You are viewing a plain text version of this content. The canonical link for it is here.

Posted to user@nutch.apache.org by Mike Baranczak <mb...@gmail.com> on 2011/02/01 23:15:32 UTC

CrawlDatum.getFetchTime()

From the javadocs for CrawlDatum.getFetchTime() (Nutch 1.1):

"Returns either the time of the last fetch, or the next fetch time, depending on whether Fetcher or CrawlDbReducer set the time."

So is there any way to determine which of these two conditions is true, using just the information in CrawlDatum? My goal is to estimate the next time that the item will be fetched.

-MB

Re: CrawlDatum.getFetchTime()

Posted by Markus Jelsma <ma...@openindex.io>.

I should also mention that it is common to execute a series of jobs as a 
complete crawl cycle, generate, fetch, parse, update crawldb, update linkdb 
and index (and optionally deduplicate and/or cleaning the index once that's 
committed).

This means that after every crawl, the timestamps all show the next fetch 
time. This fetch time is set by a default and usually influenced by an 
algorithm that can increase or decrease that default depending on whether the 
page was modified since the previous fetch time.



> After the fetch job, it will contain the time it was fetched. If you run
> the updatedb job, it will contain the time it is due to be fetched.
> 
> It makes sense because newly discovered URL's are added to the CrawlDB and
> carry the time after which they are due to be fetched.
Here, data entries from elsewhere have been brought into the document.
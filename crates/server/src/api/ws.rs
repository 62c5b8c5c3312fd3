//! WebSocket push of search page state.
//!
//! Each client gets the current state on connect and a fresh snapshot after
//! every change. Snapshots are taken from a watch channel, so a slow client
//! skips intermediate states and always catches up to the latest one.

use axum::{
    extract::{
        ws::{Message, WebSocket, WebSocketUpgrade},
        State,
    },
    response::IntoResponse,
};
use futures::{SinkExt, StreamExt};
use serde::{Deserialize, Serialize};
use std::sync::Arc;
use tracing::{debug, error, info, warn};

use reelscout_core::SearchState;

use crate::metrics::{WS_CONNECTIONS_ACTIVE, WS_CONNECTIONS_TOTAL, WS_MESSAGES_SENT};
use crate::state::AppState;

/// WebSocket message sent to clients.
#[derive(Debug, Clone, Serialize, Deserialize)]
#[serde(tag = "type", rename_all = "snake_case")]
pub enum WsMessage {
    /// Full search page state.
    State(SearchState),
}

impl WsMessage {
    fn kind(&self) -> &'static str {
        match self {
            WsMessage::State(_) => "state",
        }
    }
}

/// WebSocket upgrade handler.
pub async fn ws_handler(
    ws: WebSocketUpgrade,
    State(state): State<Arc<AppState>>,
) -> impl IntoResponse {
    ws.on_upgrade(|socket| handle_socket(socket, state))
}

/// Handle a single WebSocket connection.
async fn handle_socket(socket: WebSocket, state: Arc<AppState>) {
    let (mut sender, mut receiver) = socket.split();
    let mut rx = state.coordinator().subscribe();

    WS_CONNECTIONS_TOTAL.inc();
    WS_CONNECTIONS_ACTIVE.inc();

    info!("WebSocket client connected");

    let send_task = tokio::spawn(async move {
        loop {
            let msg = WsMessage::State(rx.borrow_and_update().clone());
            WS_MESSAGES_SENT.with_label_values(&[msg.kind()]).inc();

            match serde_json::to_string(&msg) {
                Ok(json) => {
                    if sender.send(Message::Text(json.into())).await.is_err() {
                        debug!("WebSocket send failed, client disconnected");
                        break;
                    }
                }
                Err(e) => {
                    error!("Failed to serialize WsMessage: {}", e);
                }
            }

            if rx.changed().await.is_err() {
                debug!("State channel closed");
                break;
            }
        }
    });

    // Handle incoming messages from client (ping/pong, close)
    while let Some(result) = receiver.next().await {
        match result {
            Ok(Message::Close(_)) => {
                debug!("WebSocket client requested close");
                break;
            }
            Ok(Message::Text(text)) => {
                debug!("Ignoring client text message: {}", text);
            }
            Ok(_) => {}
            Err(e) => {
                warn!("WebSocket receive error: {}", e);
                break;
            }
        }
    }

    send_task.abort();
    WS_CONNECTIONS_ACTIVE.dec();
    info!("WebSocket client disconnected");
}
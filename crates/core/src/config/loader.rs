use figment::{
    providers::{Env, Format, Toml},
    Figment,
};
use std::path::Path;

use super::{types::Config, ConfigError};

/// Environment variable prefix. Nested keys use `__`, e.g.
/// `REELSCOUT_CATALOG__API_KEY`.
const ENV_PREFIX: &str = "REELSCOUT_";

/// Load configuration from file with environment variable overrides
pub fn load_config(path: &Path) -> Result<Config, ConfigError> {
    if !path.exists() {
        return Err(ConfigError::FileNotFound(path.display().to_string()));
    }

    let config: Config = Figment::new()
        .merge(Toml::file(path))
        .merge(Env::prefixed(ENV_PREFIX).split("__"))
        .extract()
        .map_err(|e| ConfigError::ParseError(e.to_string()))?;

    Ok(config)
}

/// Load configuration from TOML string (useful for testing)
pub fn load_config_from_str(toml_str: &str) -> Result<Config, ConfigError> {
    toml::from_str(toml_str).map_err(|e| ConfigError::ParseError(e.to_string()))
}
use super::{types::Config, ConfigError, TrendStoreBackend};

/// Validate configuration
/// Currently validates:
/// - Server port is not 0
/// - Catalog API key is set
/// - Debounce period and trending limit are positive
/// - Appwrite backend has project, database and table IDs
pub fn validate_config(config: &Config) -> Result<(), ConfigError> {
    if config.server.port == 0 {
        return Err(ConfigError::ValidationError(
            "server.port cannot be 0".to_string(),
        ));
    }

    if config.catalog.api_key.is_empty() {
        return Err(ConfigError::ValidationError(
            "catalog.api_key must be set".to_string(),
        ));
    }

    if config.search.debounce_ms == 0 {
        return Err(ConfigError::ValidationError(
            "search.debounce_ms cannot be 0".to_string(),
        ));
    }

    let trend_store = &config.trend_store;
    if trend_store.trending_limit == 0 {
        return Err(ConfigError::ValidationError(
            "trend_store.trending_limit cannot be 0".to_string(),
        ));
    }

    if trend_store.backend == TrendStoreBackend::Appwrite {
        let appwrite = trend_store.appwrite.as_ref().ok_or_else(|| {
            ConfigError::ValidationError(
                "trend_store.appwrite must be set when backend = \"appwrite\"".to_string(),
            )
        })?;

        for (name, value) in [
            ("trend_store.appwrite.project_id", &appwrite.project_id),
            ("trend_store.database_id", &trend_store.database_id),
            ("trend_store.table_id", &trend_store.table_id),
        ] {
            if value.is_empty() {
                return Err(ConfigError::ValidationError(format!(
                    "{} must be set",
                    name
                )));
            }
        }
    }

    Ok(())
}

#[cfg(test)]
mod tests {
    use super::*;
    use crate::config::load_config_from_str;

    fn appwrite_config() -> Config {
        load_config_from_str(
            r#"
[catalog]
api_key = "k"

[trend_store]
database_id = "db"
table_id = "metrics"

[trend_store.appwrite]
project_id = "proj"
"#,
        )
        .unwrap()
    }

    fn assert_invalid(config: &Config) {
        let result = validate_config(config);
        assert!(matches!(result, Err(ConfigError::ValidationError(_))));
    }

    #[test]
    fn test_validate_valid_config() {
        assert!(validate_config(&appwrite_config()).is_ok());
    }

    #[test]
    fn test_validate_port_zero_fails() {
        let mut config = appwrite_config();
        config.server.port = 0;
        assert_invalid(&config);
    }

    #[test]
    fn test_validate_empty_api_key_fails() {
        let mut config = appwrite_config();
        config.catalog.api_key.clear();
        assert_invalid(&config);
    }

    #[test]
    fn test_validate_zero_debounce_fails() {
        let mut config = appwrite_config();
        config.search.debounce_ms = 0;
        assert_invalid(&config);
    }

    #[test]
    fn test_validate_zero_trending_limit_fails() {
        let mut config = appwrite_config();
        config.trend_store.trending_limit = 0;
        assert_invalid(&config);
    }

    #[test]
    fn test_validate_appwrite_requires_table() {
        let mut config = appwrite_config();
        config.trend_store.table_id.clear();
        assert_invalid(&config);

        let mut config = appwrite_config();
        config.trend_store.appwrite = None;
        assert_invalid(&config);
    }

    #[test]
    fn test_validate_memory_backend_needs_no_ids() {
        let mut config = appwrite_config();
        config.trend_store.backend = TrendStoreBackend::Memory;
        config.trend_store.appwrite = None;
        config.trend_store.table_id.clear();
        assert!(validate_config(&config).is_ok());
    }
}
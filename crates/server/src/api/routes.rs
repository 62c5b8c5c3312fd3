use axum::{
    extract::State,
    http::header::CONTENT_TYPE,
    middleware,
    response::IntoResponse,
    routing::{get, post},
    Router,
};
use std::sync::Arc;
use tower_http::{cors::CorsLayer, trace::TraceLayer};

use super::{handlers, middleware::metrics_middleware, ws};
use crate::metrics::{collect_dynamic_metrics, encode_metrics};
use crate::state::AppState;

pub fn create_router(state: Arc<AppState>) -> Router {
    // API routes
    let api_routes = Router::new()
        // Health and config
        .route("/health", get(handlers::health))
        .route("/config", get(handlers::get_config))
        // Search page
        .route("/state", get(handlers::get_state))
        .route("/query", post(handlers::change_query))
        .route("/movies", get(handlers::get_movies))
        .route("/trending", get(handlers::get_trending))
        .route("/trending/refresh", post(handlers::refresh_trending))
        // Live updates
        .route("/ws", get(ws::ws_handler))
        .route_layer(middleware::from_fn(metrics_middleware));

    Router::new()
        .nest("/api/v1", api_routes)
        .route("/metrics", get(metrics))
        .with_state(state)
        .layer(CorsLayer::permissive())
        .layer(TraceLayer::new_for_http())
}

async fn metrics(State(state): State<Arc<AppState>>) -> impl IntoResponse {
    collect_dynamic_metrics(&state);
    (
        [(CONTENT_TYPE, "text/plain; version=0.0.4")],
        encode_metrics(),
    )
}
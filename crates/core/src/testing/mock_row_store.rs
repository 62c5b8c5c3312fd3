//! Mock row store for testing.

use async_trait::async_trait;
use serde_json::{Map, Value};
use std::collections::HashMap;
use std::sync::Arc;
use std::time::Duration;
use tokio::sync::RwLock;

use crate::row_store::{InMemoryRowStore, Row, RowQuery, RowStore, RowStoreError};

/// A recorded row store call for test assertions.
#[derive(Debug, Clone, PartialEq)]
pub enum RecordedRowCall {
    List { table_id: String, query: RowQuery },
    Create { table_id: String, row_id: String },
    Update { table_id: String, row_id: String },
}

/// Row store wrapping [`InMemoryRowStore`] with call recording, per-operation
/// failure injection and artificial list latency.
#[derive(Debug, Clone, Default)]
pub struct MockRowStore {
    inner: Arc<InMemoryRowStore>,
    calls: Arc<RwLock<Vec<RecordedRowCall>>>,
    /// Pending failures keyed by operation name.
    next_errors: Arc<RwLock<HashMap<String, RowStoreError>>>,
    list_delay: Arc<RwLock<Option<Duration>>>,
}

impl MockRowStore {
    pub fn new() -> Self {
        Self::default()
    }

    /// The backing in-memory store.
    pub fn inner(&self) -> &InMemoryRowStore {
        &self.inner
    }

    /// Fail the next call of `operation` ("list_rows", "create_row",
    /// "update_row") with `error`.
    pub async fn fail_next(&self, operation: &str, error: RowStoreError) {
        self.next_errors
            .write()
            .await
            .insert(operation.to_string(), error);
    }

    /// Delay every `list_rows` call.
    pub async fn set_list_delay(&self, delay: Duration) {
        *self.list_delay.write().await = Some(delay);
    }

    /// Get all recorded calls.
    pub async fn recorded_calls(&self) -> Vec<RecordedRowCall> {
        self.calls.read().await.clone()
    }

    /// Number of create calls performed.
    pub async fn create_count(&self) -> usize {
        self.calls
            .read()
            .await
            .iter()
            .filter(|c| matches!(c, RecordedRowCall::Create { .. }))
            .count()
    }

    async fn take_error(&self, operation: &str) -> Option<RowStoreError> {
        self.next_errors.write().await.remove(operation)
    }
}

#[async_trait]
impl RowStore for MockRowStore {
    async fn list_rows(
        &self,
        database_id: &str,
        table_id: &str,
        query: &RowQuery,
    ) -> Result<Vec<Row>, RowStoreError> {
        self.calls.write().await.push(RecordedRowCall::List {
            table_id: table_id.to_string(),
            query: query.clone(),
        });

        let delay = *self.list_delay.read().await;
        if let Some(delay) = delay {
            tokio::time::sleep(delay).await;
        }

        if let Some(err) = self.take_error("list_rows").await {
            return Err(err);
        }
        self.inner.list_rows(database_id, table_id, query).await
    }

    async fn create_row(
        &self,
        database_id: &str,
        table_id: &str,
        row_id: &str,
        data: Map<String, Value>,
    ) -> Result<Row, RowStoreError> {
        self.calls.write().await.push(RecordedRowCall::Create {
            table_id: table_id.to_string(),
            row_id: row_id.to_string(),
        });

        if let Some(err) = self.take_error("create_row").await {
            return Err(err);
        }
        self.inner
            .create_row(database_id, table_id, row_id, data)
            .await
    }

    async fn update_row(
        &self,
        database_id: &str,
        table_id: &str,
        row_id: &str,
        data: Map<String, Value>,
    ) -> Result<Row, RowStoreError> {
        self.calls.write().await.push(RecordedRowCall::Update {
            table_id: table_id.to_string(),
            row_id: row_id.to_string(),
        });

        if let Some(err) = self.take_error("update_row").await {
            return Err(err);
        }
        self.inner
            .update_row(database_id, table_id, row_id, data)
            .await
    }

    fn backend_name(&self) -> &'static str {
        "mock"
    }
}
Consequent fetch and
> update jobs complete the cycle.
> 
> > From the javadocs for CrawlDatum.getFetchTime() (Nutch 1.1):
> > 
> > "Returns either the time of the last fetch, or the next fetch time,
> > depending on whether Fetcher or CrawlDbReducer set the time."
> > 
> > So is there any way to determine which of these two conditions is true,
> > using just the information in CrawlDatum? My goal is to estimate the next
> > time that the item will be fetched.
> > 
> > -MB

Re: CrawlDatum.getFetchTime()

Posted by Markus Jelsma <ma...@openindex.io>.

After the fetch job, it will contain the time it was fetched. If you run the 
updatedb job, it will contain the time it is due to be fetched.

It makes sense because newly discovered URL's are added to the CrawlDB and 
carry the time after which they are due to be fetched. Consequent fetch and 
update jobs complete the cycle.

> From the javadocs for CrawlDatum.getFetchTime() (Nutch 1.1):
> 
> "Returns either the time of the last fetch, or the next fetch time,
> depending on whether Fetcher or CrawlDbReducer set the time."
> 
> So is there any way to determine which of these two conditions is true,
> using just the information in CrawlDatum? My goal is to estimate the next
> time that the item will be fetched.
> 
> -MB